> [Collected data]
= Beginning of Section =
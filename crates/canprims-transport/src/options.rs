use std::fmt;

use tracing::debug;

use crate::error::{Result, TransportError};
use crate::sys::{SocketControl, SOL_CAN_RAW};

/// Boolean `SOL_CAN_RAW` socket options.
#[derive(Debug, Clone, Copy, PartialEq, Eq, Hash)]
pub enum SocketOption {
    /// `CAN_RAW_LOOPBACK`: loop sent frames back to other local sockets.
    Loopback,
    /// `CAN_RAW_RECV_OWN_MSGS`: receive this socket's own looped-back frames.
    ReceiveOwnMessages,
    /// `CAN_RAW_FD_FRAMES`: accept and deliver 72-byte CAN FD frames.
    FdFrames,
}

impl SocketOption {
    /// Kernel option name within `SOL_CAN_RAW`.
    pub const fn name(self) -> i32 {
        match self {
            SocketOption::Loopback => 3,
            SocketOption::ReceiveOwnMessages => 4,
            SocketOption::FdFrames => 5,
        }
    }

    /// Value a freshly created `CAN_RAW` socket starts with.
    pub const fn kernel_default(self) -> bool {
        matches!(self, SocketOption::Loopback)
    }

    pub const fn as_str(self) -> &'static str {
        match self {
            SocketOption::Loopback => "CAN_RAW_LOOPBACK",
            SocketOption::ReceiveOwnMessages => "CAN_RAW_RECV_OWN_MSGS",
            SocketOption::FdFrames => "CAN_RAW_FD_FRAMES",
        }
    }
}

impl fmt::Display for SocketOption {
    fn fmt(&self, f: &mut fmt::Formatter<'_>) -> fmt::Result {
        f.write_str(self.as_str())
    }
}

/// Encode a toggle as the 4-byte little-endian integer the kernel expects.
pub fn encode_option_value(enabled: bool) -> [u8; 4] {
    u32::from(enabled).to_le_bytes()
}

/// Apply one toggle to a raw CAN socket.
pub fn set_option<C: SocketControl + ?Sized>(
    handle: &C,
    option: SocketOption,
    enabled: bool,
) -> Result<()> {
    handle
        .set_raw_option(SOL_CAN_RAW, option.name(), &encode_option_value(enabled))
        .map_err(|err| TransportError::SocketOptionFailed {
            option,
            code: err.raw_os_error().unwrap_or(-1),
        })?;
    debug!(%option, enabled, "set CAN_RAW socket option");
    Ok(())
}

/// Socket option set applied when opening a [`CanSocket`](crate::CanSocket).
#[derive(Debug, Clone, Copy, PartialEq, Eq)]
pub struct CanSocketOptions {
    /// Default: `true`.
    pub loopback: bool,
    /// Default: `false`.
    pub receive_own_messages: bool,
    /// Default: `false`. Must be on to send or receive 72-byte frames.
    pub fd_frames: bool,
}

impl Default for CanSocketOptions {
    fn default() -> Self {
        Self {
            loopback: SocketOption::Loopback.kernel_default(),
            receive_own_messages: SocketOption::ReceiveOwnMessages.kernel_default(),
            fd_frames: SocketOption::FdFrames.kernel_default(),
        }
    }
}

impl CanSocketOptions {
    /// Options with CAN FD frames enabled.
    pub fn fd() -> Self {
        Self {
            fd_frames: true,
            ..Self::default()
        }
    }

    /// Apply the toggles to a freshly opened socket, FD mode first.
    ///
    /// Toggles already at their kernel default are skipped, so a classic
    /// socket never touches `CAN_RAW_FD_FRAMES` (kernels without FD support
    /// reject it with `ENOPROTOOPT`).
    pub fn apply<C: SocketControl + ?Sized>(&self, handle: &C) -> Result<()> {
        for (option, enabled) in [
            (SocketOption::FdFrames, self.fd_frames),
            (SocketOption::Loopback, self.loopback),
            (SocketOption::ReceiveOwnMessages, self.receive_own_messages),
        ] {
            if enabled != option.kernel_default() {
                set_option(handle, option, enabled)?;
            }
        }
        Ok(())
    }
}
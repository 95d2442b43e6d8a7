use crate::cmd::VersionArgs;
use crate::exit::{CliResult, SUCCESS};

pub fn run(args: VersionArgs) -> CliResult<i32> {
    if !args.extended {
        println!("canprims {}", env!("CARGO_PKG_VERSION"));
        return Ok(SUCCESS);
    }

    println!("name: canprims");
    println!("version: {}", env!("CARGO_PKG_VERSION"));
    println!(
        "target: {}",
        option_env!("CANPRIMS_BUILD_TARGET").unwrap_or("unknown")
    );
    println!("target_os: {}", std::env::consts::OS);
    println!("target_arch: {}", std::env::consts::ARCH);
    println!(
        "rustc: {}",
        option_env!("RUSTC_VERSION").unwrap_or("unknown")
    );
    println!("git_hash: {}", option_env!("GIT_HASH").unwrap_or("unknown"));
    println!(
        "features: async={}, cli=true",
        cfg!(feature = "async")
    );

    Ok(SUCCESS)
}
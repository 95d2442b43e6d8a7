use crate::options::SocketOption;

/// Errors that can occur while resolving, configuring or using a raw CAN socket.
#[derive(Debug, thiserror::Error)]
pub enum TransportError {
    /// The interface name does not fit in `ifr_name` with its terminator.
    #[error("interface name too long ({len} bytes, max {max}): {name}")]
    NameTooLong { name: String, len: usize, max: usize },

    /// An empty interface name was supplied.
    #[error("interface name must not be empty")]
    EmptyInterfaceName,

    /// `SIOCGIFINDEX` reported `ENODEV`.
    #[error("no such CAN interface: {0}")]
    InterfaceNotFound(String),

    /// `SIOCGIFINDEX` failed for any reason other than `ENODEV`.
    #[error("interface index resolution failed (errno {0})")]
    InterfaceResolutionFailed(i32),

    /// A socket address buffer was not exactly `sockaddr_can` sized.
    #[error("invalid CAN socket address length ({len} bytes, expected 24)")]
    InvalidAddressLength { len: usize },

    /// A socket address carried a family other than `AF_CAN`.
    #[error("address family {family} is not AF_CAN")]
    AddressFamilyMismatch { family: u16 },

    /// Setting a `SOL_CAN_RAW` option failed.
    #[error("failed to set socket option {option} (errno {code})")]
    SocketOptionFailed { option: SocketOption, code: i32 },

    /// Failed to create the raw CAN socket.
    #[error("failed to open raw CAN socket: {0}")]
    Open(std::io::Error),

    /// Failed to bind the socket to the interface.
    #[error("failed to bind to interface index {if_index}: {source}")]
    Bind {
        if_index: i32,
        source: std::io::Error,
    },

    /// An I/O error occurred on the socket.
    #[error("transport I/O error: {0}")]
    Io(#[from] std::io::Error),
}

pub type Result<T> = std::result::Result<T, TransportError>;
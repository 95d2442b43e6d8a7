use std::io::{ErrorKind, Read};
use std::sync::atomic::{AtomicBool, Ordering};

use bytes::BytesMut;
use tracing::{trace, warn};

use crate::codec::{CanFrame, FrameConfig};
use crate::error::{FrameError, Result};
use crate::layout::MAX_FRAME_SIZE;

/// Receive one frame datagram from `src` into a fresh buffer.
///
/// Each `read` is treated as exactly one datagram. Anything other than 16 or
/// 72 bytes (including a 0-byte read) fails with
/// [`FrameError::InvalidFrameLength`].
pub fn receive_frame<R: Read + ?Sized>(src: &mut R) -> Result<CanFrame> {
    let mut buf = [0u8; MAX_FRAME_SIZE];
    let read = loop {
        match src.read(&mut buf) {
            Ok(n) => break n,
            Err(err) if err.kind() == ErrorKind::Interrupted => continue,
            Err(err) => return Err(FrameError::Io(err)),
        }
    };
    CanFrame::from_buffer(BytesMut::from(&buf[..read]))
}

/// Reads whole CAN frames from a datagram source.
///
/// Received frames are carved out of a pooled `BytesMut`; once every frame
/// from an allocation has been dropped the pool reuses it.
pub struct FrameReader<T> {
    inner: T,
    pool: BytesMut,
    config: FrameConfig,
}

impl<T: Read> FrameReader<T> {
    /// Create a new frame reader with default configuration.
    pub fn new(inner: T) -> Self {
        Self::with_config(inner, FrameConfig::default())
    }

    /// Create a new frame reader with explicit configuration.
    pub fn with_config(inner: T, config: FrameConfig) -> Self {
        Self {
            inner,
            pool: BytesMut::with_capacity(config.pool_capacity.max(MAX_FRAME_SIZE)),
            config,
        }
    }

    /// Read the next frame (blocking).
    pub fn read_frame(&mut self) -> Result<CanFrame> {
        loop {
            match self.read_datagram() {
                Ok(n) => return carve_frame(&mut self.pool, n),
                Err(err) if err.kind() == ErrorKind::Interrupted => continue,
                Err(err) => return Err(FrameError::Io(err)),
            }
        }
    }

    /// Read the next frame, giving up once `cancel` is set.
    ///
    /// The flag is checked before every read and again whenever the source
    /// times out or would block, so a read timeout bounds how long
    /// cancellation takes to be noticed.
    pub fn read_frame_cancellable(&mut self, cancel: &AtomicBool) -> Result<CanFrame> {
        loop {
            if cancel.load(Ordering::Acquire) {
                return Err(FrameError::Cancelled);
            }
            match self.read_datagram() {
                Ok(n) => return carve_frame(&mut self.pool, n),
                Err(err)
                    if matches!(
                        err.kind(),
                        ErrorKind::Interrupted | ErrorKind::WouldBlock | ErrorKind::TimedOut
                    ) =>
                {
                    continue
                }
                Err(err) => return Err(FrameError::Io(err)),
            }
        }
    }

    fn read_datagram(&mut self) -> std::io::Result<usize> {
        prepare_slot(&mut self.pool, self.config.pool_capacity);
        let result = self.inner.read(&mut self.pool[..]);
        if result.is_err() {
            self.pool.clear();
        }
        result
    }

    /// Borrow the underlying source.
    pub fn get_ref(&self) -> &T {
        &self.inner
    }

    /// Mutably borrow the underlying source.
    pub fn get_mut(&mut self) -> &mut T {
        &mut self.inner
    }

    /// Consume the reader and return the inner source.
    pub fn into_inner(self) -> T {
        self.inner
    }

    /// Current frame reader configuration.
    pub fn config(&self) -> &FrameConfig {
        &self.config
    }
}

/// Make the front of `pool` a zeroed, max-size receive slot.
pub(crate) fn prepare_slot(pool: &mut BytesMut, pool_capacity: usize) {
    if pool.capacity() < MAX_FRAME_SIZE {
        pool.reserve(pool_capacity.max(MAX_FRAME_SIZE));
    }
    pool.resize(MAX_FRAME_SIZE, 0);
}

/// Split the first `read` bytes of the slot off as a frame.
pub(crate) fn carve_frame(pool: &mut BytesMut, read: usize) -> Result<CanFrame> {
    pool.truncate(read);
    let frame = CanFrame::from_buffer(pool.split()).inspect_err(|_| {
        warn!(len = read, "dropping datagram that is not a CAN frame");
    })?;
    trace!(
        id = frame.id(),
        len = frame.payload_len(),
        fd = frame.is_fd(),
        "read CAN frame"
    );
    Ok(frame)
}

#[cfg(target_os = "linux")]
impl FrameReader<canprims_transport::CanSocket> {
    /// Create a frame reader for a `CanSocket` and apply the read timeout from config.
    pub fn with_config_socket(
        inner: canprims_transport::CanSocket,
        config: FrameConfig,
    ) -> Result<Self> {
        inner
            .set_read_timeout(config.read_timeout)
            .map_err(crate::error::transport_to_frame_error)?;
        Ok(Self::with_config(inner, config))
    }
}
= End of Section =
Copy each line above holding "handle".

    handle: &C,
    handle
    pub fn apply<C: SocketControl + ?Sized>(&self, handle: &C) -> Result<()> {
                set_option(handle, option, enabled)?;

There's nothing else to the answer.